Regulus Therapeutics begins RG-012 Phase I clinical study for treatment of Alport syndrome

Jun 4 2015

Regulus Therapeutics Inc. (NASDAQ: RGLS), a biopharmaceutical company leading the discovery and development of innovative medicines targeting microRNAs, announced today that dosing has begun in a first-in-human Phase I clinical study of RG-012, a single stranded, chemically modified oligonucleotide that binds to and inhibits the function of microRNA-21 ("miR-21"). RG-012 is being developed by Regulus in a strategic alliance with Genzyme, a Sanofi company, for the treatment of Alport syndrome, a life-threatening genetic kidney disease with no approved therapy. The Phase I clinical study is being conducted in the United States as a randomized, double-blind, placebo-controlled, single ascending dose study to evaluate the safety, tolerability and pharmacokinetics of subcutaneous dosing of RG-012 in healthy volunteers.

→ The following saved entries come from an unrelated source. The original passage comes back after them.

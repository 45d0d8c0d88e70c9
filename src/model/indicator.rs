use serde::{Deserialize, Serialize};

/// Unit of measure shown next to a target (e.g. "%", "baht", "cases")
#[derive(Debug, Clone, PartialEq, Serialize, Deserialize)]
pub struct Unit {
    pub id: u32,
    pub name: String,
}

/// A named measurement cadence
#[derive(Debug, Clone, PartialEq, Serialize, Deserialize)]
pub struct Frequency {
    pub frequency_id: u32,
    pub name: String,
    /// Number of periods in a calendar year (12 = monthly, 4 = quarterly, ...)
    #[serde(default)]
    pub periods_in_year: u32,
}

#[derive(Debug, Clone, PartialEq, Serialize, Deserialize)]
pub struct JobTitle {
    pub id: u32,
    pub name: String,
}

#[derive(Debug, Clone, PartialEq, Serialize, Deserialize)]
pub struct Category {
    pub id: u32,
    pub name: String,
}

/// A child KPI whose values roll up into its parent's total.
///
/// Measured on the parent's frequency, so it carries no frequency of its own.
#[derive(Debug, Clone, PartialEq, Serialize, Deserialize)]
pub struct SubIndicator {
    pub id: u32,
    pub name: String,
    #[serde(default)]
    pub target_value: f64,
    #[serde(default)]
    pub unit: Option<Unit>,
    /// Display order under the parent
    #[serde(default)]
    pub position: u32,
    #[serde(default)]
    pub responsible: Vec<JobTitle>,
}

/// A KPI tracked against a numeric target
#[derive(Debug, Clone, PartialEq, Serialize, Deserialize)]
pub struct Indicator {
    pub id: u32,
    pub name: String,
    /// Missing targets deserialize as 0, which counts as already met
    #[serde(default)]
    pub target_value: f64,
    pub unit: Unit,
    pub frequency: Frequency,
    #[serde(default)]
    pub responsible: Vec<JobTitle>,
    #[serde(default)]
    pub sub_indicators: Vec<SubIndicator>,
    #[serde(default)]
    pub category_id: Option<u32>,
}

impl Indicator {
    pub fn frequency_id(&self) -> u32 {
        self.frequency.frequency_id
    }

    /// IDs of this indicator and all of its sub-indicators, parent first
    pub fn member_ids(&self) -> impl Iterator<Item = u32> + '_ {
        std::iter::once(self.id).chain(self.sub_indicators.iter().map(|s| s.id))
    }

    /// Sub-indicators in display order
    pub fn sorted_sub_indicators(&self) -> Vec<&SubIndicator> {
        let mut subs: Vec<&SubIndicator> = self.sub_indicators.iter().collect();
        subs.sort_by_key(|s| s.position);
        subs
    }

    /// Whether `id` names this indicator or one of its sub-indicators
    pub fn owns(&self, id: u32) -> bool {
        self.member_ids().any(|m| m == id)
    }
}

"Advancement of RG-012 into the clinic represents an important achievement under our 'Clinical Map Initiative' and further underscores our focus on discovering and developing novel microRNA therapies for orphan and rare diseases such as Alport syndrome," said Paul Grint, M.D., President and Chief Executive Officer of Regulus. "We expect that the results from this first-in-human clinical study of RG-012, combined with our learnings from our natural history of disease study called ATHENA, will provide the clinical basis for the design of a proof-of-concept study to monitor the therapeutic effect of RG-012 in Alport syndrome patients."

Seng Cheng, Ph.D., Head of Research and Early Development of Rare Diseases at Genzyme, a Sanofi company, added, "MicroRNA therapeutics represent a novel and exciting new approach for the treatment of rare diseases and the progress made by Regulus represents a significant milestone for patients with Alport syndrome, a devastating and debilitating disease. There are few therapeutic treatment options for patients with Alport syndrome and we believe that RG-012 entering the clinic represents an opportunity to make a significant step forward. With the initiation of this study, Genzyme is excited to continue its leadership in rare diseases and commitment to innovation for diseases with unmet medical need."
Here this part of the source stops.